= Policy Studies Institute =

British think-tank and research institute

The Policy Studies Institute (PSI) was a British think-tank and research institute. PSI began in 1931 as Political and Economic Planning and became the Policy Studies Institute in 1978 on its merger with the Centre for Studies in Social Policy (est 1972). PSI became an independent subsidiary of the University of Westminster in 1998 and merged with the university in 2009. The director of PSI at the time of its dissolution in 2018 was Ben Shaw.

PSI prioritised sustainable development, with particular reference to the environment, policy and practice as the present area of greatest need, an initiative spearheaded by Katherine Saunt, and more recently Harry Pincus.

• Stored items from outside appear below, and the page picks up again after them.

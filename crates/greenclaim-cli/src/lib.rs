//! Greenclaim CLI library.
//!
//! This library provides the core functionality for the greenclaim command-line interface,
//! including configuration management, record input, pipeline assembly and output formatting.

pub mod cli;
pub mod commands;
pub mod config;
pub mod engine;
pub mod error;
pub mod input;
pub mod output;

pub use cli::{Cli, Command};
pub use config::Config;
pub use error::{CliError, Result};
pub use output::Formatter;
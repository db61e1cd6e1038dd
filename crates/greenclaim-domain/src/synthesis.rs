//! Support document synthesis
//!
//! Turns a record into the two texts the gates work on: a claim text that
//! folds the declared percentage, scope and certifications into the
//! assertion, and a support text summarizing the documentation answers.
//! Both are deterministic functions of the record.

use crate::{ClaimRecord, NeutralityBasis, ProductScope};

/// Texts synthesized from a record
#[derive(Debug, Clone, PartialEq, Eq)]
pub struct SupportDocument {
    /// Assertion enriched with percentage, scope and certifications
    pub claim_text: String,
    /// Summary of the supporting documentation
    pub support_text: String,
}

/// Synthesize claim and support text from a record
///
/// # Examples
///
/// ```
/// use greenclaim_domain::{synthesize, Certification, ClaimRecord};
///
/// let record = ClaimRecord::new("100% recyclable")
///     .with_certification(Certification::Iso14021);
/// let doc = synthesize(&record);
/// assert_eq!(doc.claim_text, "100% recyclable: certified ISO 14021");
/// assert!(doc.support_text.starts_with("Certified ISO 14021."));
/// ```
pub fn synthesize(record: &ClaimRecord) -> SupportDocument {
    SupportDocument {
        claim_text: claim_text(record),
        support_text: support_text(record),
    }
}

fn certification_list(record: &ClaimRecord) -> String {
    record
        .certifications
        .iter()
        .map(|c| c.code())
        .collect::<Vec<_>>()
        .join(", ")
}

fn claim_text(record: &ClaimRecord) -> String {
    let mut parts = vec![format!("{}:", record.assertion)];

    if let Some(percentage) = record.percentage.as_deref().filter(|p| !p.is_empty()) {
        parts.push(format!("({})", percentage));
    }

    match record.product_scope {
        ProductScope::WholeProduct => {}
        ProductScope::PackagingOnly => parts.push("relating to packaging only".to_string()),
        ProductScope::OtherPart => parts.push("relating to another part".to_string()),
    }

    if !record.certifications.is_empty() {
        parts.push(format!("certified {}", certification_list(record)));
    }

    parts.join(" ")
}

fn support_text(record: &ClaimRecord) -> String {
    let mut parts: Vec<String> = Vec::new();

    if !record.certifications.is_empty() {
        parts.push(format!("Certified {}.", certification_list(record)));
    }

    if record.has_report {
        parts.push("An official report is available.".to_string());
    }

    if record.is_carbon_neutral_claim {
        if let Some(basis) = record.neutrality_basis {
            let basis = match basis {
                NeutralityBasis::DirectReduction => "direct reductions",
                NeutralityBasis::Offsetting => "offsetting",
                NeutralityBasis::Both => "direct reductions and offsetting",
            };
            parts.push(format!("Based on {}.", basis));
        }
        if record.has_verified_reduction_plan == Some(false) {
            parts.push("No reduction plan.".to_string());
        }
        if !record.independent_verification {
            parts.push("No independent verification.".to_string());
        }
    }

    if !record.report_is_public {
        parts.push("The report is not public.".to_string());
    }

    if record.uses_green_logo {
        match record.logo_is_certified {
            Some(false) => parts.push("Uncertified green logo.".to_string()),
            _ => parts.push("Certified environmental logo present.".to_string()),
        }
    }

    parts.join(" ")
}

It was based in the Faculty of Architecture and the Built Environment at the University of Westminster.

PSI's research themes included: energy and climate change; resource use and the circular economy; mobility and transport; the role of communities and business in delivering a sustainable future; cities, innovation and sustainability transitions; public behaviours, attitudes and policy; and policy and research evaluation.

From its Central London base, PSI collaborated with an international network of researchers and centres working on environment and sustainable development policy; PSI coordinated the SDRN.

PSI was politically neutral and had no connections to any political party, commercial interests or pressure groups. The institute's income was derived from a variety of sources, including government departments, research and higher education funding councils, the European Commission, charitable foundations and business.

Leading researchers who worked at the institute include Mayer Hillman, Paul Ekins and Tariq Modood.